Siptu nurses will not join their colleagues in strike action over pay

Siptu has said its members in nursing will not follow their colleagues in other unions in striking over pay increases.

Siptu nurses will not join their colleagues in strike action over pay

Siptu has said its members in nursing will not follow their colleagues in other unions in striking over pay increases.

The union’s stance comes following the announcement that members of the Irish Nurses and Midwives Organisation are to hold a series of 24-hour strikes starting on January 30.

However Siptu Health Division Organiser Paul Bell said his union - which has some 4,000 members in nursing - believes the INMO decision could jeopardise the Public Service Agreement.

“Our comrades in the INMO are pursuing a particular strategy in a particular way, we are pursuing a strategy for nurses’ pay through the Public Service Agreement,” Mr Bell said.

He said that while it will be a ‘difficult challenge’ for Siptu members to walk past an INMO picket, his union does not share the nursing union's opinion that the improvements they seek will not bring down the broader public sector pay agreement.

“We do not believe that stepping outside process will deliver what we want to achieve over the short to medium term," Mr Bell told RTÉ Radio 1’s Today programme. “This year, in September, there's a 1.75% pay increase due under the Public Service Agreement and in October next year there's a 2% agreed pay increase due. We are also concerned that if we get involved in disputes outside of process that those payments will be withheld from our members. Government are indicating that to us all the time.

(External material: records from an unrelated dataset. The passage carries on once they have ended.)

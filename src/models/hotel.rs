use serde::{Deserialize, Serialize};

#[derive(Debug, Serialize, Deserialize, Clone, PartialEq)]
pub struct Hotel {
    pub id: String,
    pub name: String,
    pub city: String,
    pub rating: f32,
    pub price: u32,
    pub facilities: Vec<String>,
    pub description: String,
    #[serde(default, skip_serializing_if = "Option::is_none")]
    pub image: Option<String>,
}

/// A hotel as shown in search results, priced for the requested stay.
#[derive(Debug, Serialize)]
#[serde(rename_all = "camelCase")]
pub struct HotelListing {
    #[serde(flatten)]
    pub hotel: Hotel,
    pub total_price: u64,
}
use crate::catalog::Catalog;
use actix_web::{web, HttpResponse, Responder};
use serde::Deserialize;

#[derive(Deserialize)]
pub struct CityQuery {
    #[serde(default)]
    pub q: String,
}

pub async fn search_cities(
    catalog: web::Data<Catalog>,
    query: web::Query<CityQuery>,
) -> impl Responder {
    let cities = if query.q.trim().is_empty() {
        Vec::new()
    } else {
        catalog.search_city_names(&query.q)
    };

    HttpResponse::Ok().json(serde_json::json!({
        "success": true,
        "data": cities
    }))
}
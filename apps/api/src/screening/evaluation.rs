//! Evaluation adapter — the one place that reads the Evaluator's free-form reply.
//!
//! The model is asked for `SCORE: <int>` and `REASONING: <text>` lines but is
//! free to ignore that. Extraction is best effort: a missing or malformed score
//! becomes 0 and the result is marked as a fallback.

use std::num::IntErrorKind;

use serde::Serialize;
use tracing::warn;

use crate::screening::prompts::INVITE_THRESHOLD;

const SCORE_MARKER: &str = "SCORE:";
const REASONING_MARKER: &str = "REASONING:";

/// Score substituted when the reply has no parsable score line.
pub const FALLBACK_SCORE: i64 = 0;

/// Where an `EvaluationResult`'s score came from.
#[derive(Debug, Clone, Copy, PartialEq, Eq, Serialize)]
#[serde(rename_all = "snake_case")]
pub enum ScoreSource {
    Parsed,
    Fallback,
}

/// Structured view of the Evaluator's reply.
#[derive(Debug, Clone, PartialEq, Eq, Serialize)]
pub struct EvaluationResult {
    pub score: i64,
    pub score_source: ScoreSource,
    pub reasoning: Option<String>,
    /// The reply exactly as the model returned it.
    pub raw: String,
}

impl EvaluationResult {
    pub fn from_model_output(raw: impl Into<String>) -> Self {
        let raw = raw.into();

        let (score, score_source) = match extract_score(&raw) {
            Some(score) => (score, ScoreSource::Parsed),
            None => {
                warn!(
                    "Evaluation reply has no parsable score line; using fallback score {}",
                    FALLBACK_SCORE
                );
                (FALLBACK_SCORE, ScoreSource::Fallback)
            }
        };

        if score_source == ScoreSource::Parsed && !(0..=100).contains(&score) {
            warn!("Evaluation score {} is outside 0..=100", score);
        }

        Self {
            score,
            score_source,
            reasoning: extract_reasoning(&raw),
            raw,
        }
    }

    /// Mirrors the Communicator rule: strictly above the threshold.
    pub fn invite_recommended(&self) -> bool {
        self.score > INVITE_THRESHOLD
    }
}

/// Text after the first `marker`, up to the next line break, trimmed.
fn marker_line<'a>(text: &'a str, marker: &str) -> Option<&'a str> {
    let (_, rest) = text.split_once(marker)?;
    Some(rest.lines().next().unwrap_or("").trim())
}

/// Parses the integer after the first `SCORE:` marker.
/// Returns `None` when the marker is missing or the value is not an integer.
/// Integers too large for `i64` saturate so they still count as parsed.
pub fn extract_score(text: &str) -> Option<i64> {
    let value = marker_line(text, SCORE_MARKER)?;
    match value.parse::<i64>() {
        Ok(score) => Some(score),
        Err(e) => match e.kind() {
            IntErrorKind::PosOverflow => Some(i64::MAX),
            IntErrorKind::NegOverflow => Some(i64::MIN),
            _ => None,
        },
    }
}

/// Extracts the reasoning sentence, if the model supplied one.
pub fn extract_reasoning(text: &str) -> Option<String> {
    marker_line(text, REASONING_MARKER)
        .filter(|s| !s.is_empty())
        .map(String::from)
}
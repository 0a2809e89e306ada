use anyhow::{Context, Result};
use secrecy::SecretString;

use crate::llm_client::DEFAULT_API_BASE;

const DEFAULT_MAX_UPLOAD_BYTES: usize = 10 * 1024 * 1024;

/// Application configuration loaded from environment variables.
/// Nothing is required: a missing `GEMINI_API_KEY` only means every request
/// must bring its own key.
#[derive(Debug, Clone)]
pub struct Config {
    pub gemini_api_key: Option<SecretString>,
    pub gemini_api_base: String,
    pub max_upload_bytes: usize,
    pub port: u16,
    pub rust_log: String,
}

impl Config {
    pub fn from_env() -> Result<Self> {
        dotenvy::dotenv().ok(); // load .env if present; ignore if missing

        Ok(Config {
            gemini_api_key: optional_env("GEMINI_API_KEY").map(SecretString::new),
            gemini_api_base: optional_env("GEMINI_API_BASE")
                .unwrap_or_else(|| DEFAULT_API_BASE.to_string()),
            max_upload_bytes: match optional_env("MAX_UPLOAD_BYTES") {
                Some(v) => v
                    .parse::<usize>()
                    .context("MAX_UPLOAD_BYTES must be a byte count")?,
                None => DEFAULT_MAX_UPLOAD_BYTES,
            },
            port: std::env::var("PORT")
                .unwrap_or_else(|_| "8080".to_string())
                .parse::<u16>()
                .context("PORT must be a valid port number")?,
            rust_log: std::env::var("RUST_LOG").unwrap_or_else(|_| "info".to_string()),
        })
    }
}

/// Reads `key`, treating an empty value the same as an unset one.
fn optional_env(key: &str) -> Option<String> {
    std::env::var(key).ok().filter(|v| !v.trim().is_empty())
}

“We’re pursuing the strategy of making sure that our members are getting the benefits of the public service agreements and indeed whatever comes out of future negotiations."

Speaking on the same programme, Dave Hughes, Deputy Secretary General of the INMO said Siptu was entitled to its opinion but what his members are seeking is pay restoration following recession-era cuts, not pay increases.

He also said that those who accuse striking nurses of jeopardising patient health are “ignoring the risks that are big run every day in our in our public health service”.

“We have four or five hospitals that are continuously in what is called full capacity protocol, which means all their beds are full and they have additional beds in spaces between beds.

“That is highly risky, doctors are coming out to say that there are unnecessary deaths happening because of overcrowding, and there's empirical evidence to prove it.

“So to ignore and pretend that we have a perfect health system when we don't where a large part of that problem is the inability to recruit and retain nurses is not living in reality,” he said.

According to the INMO's Trolley Watch there were 565 patients on trolleys yesterday.

Cork University Hospital had the highest number with 70 patients on trolleys, according to the INMO.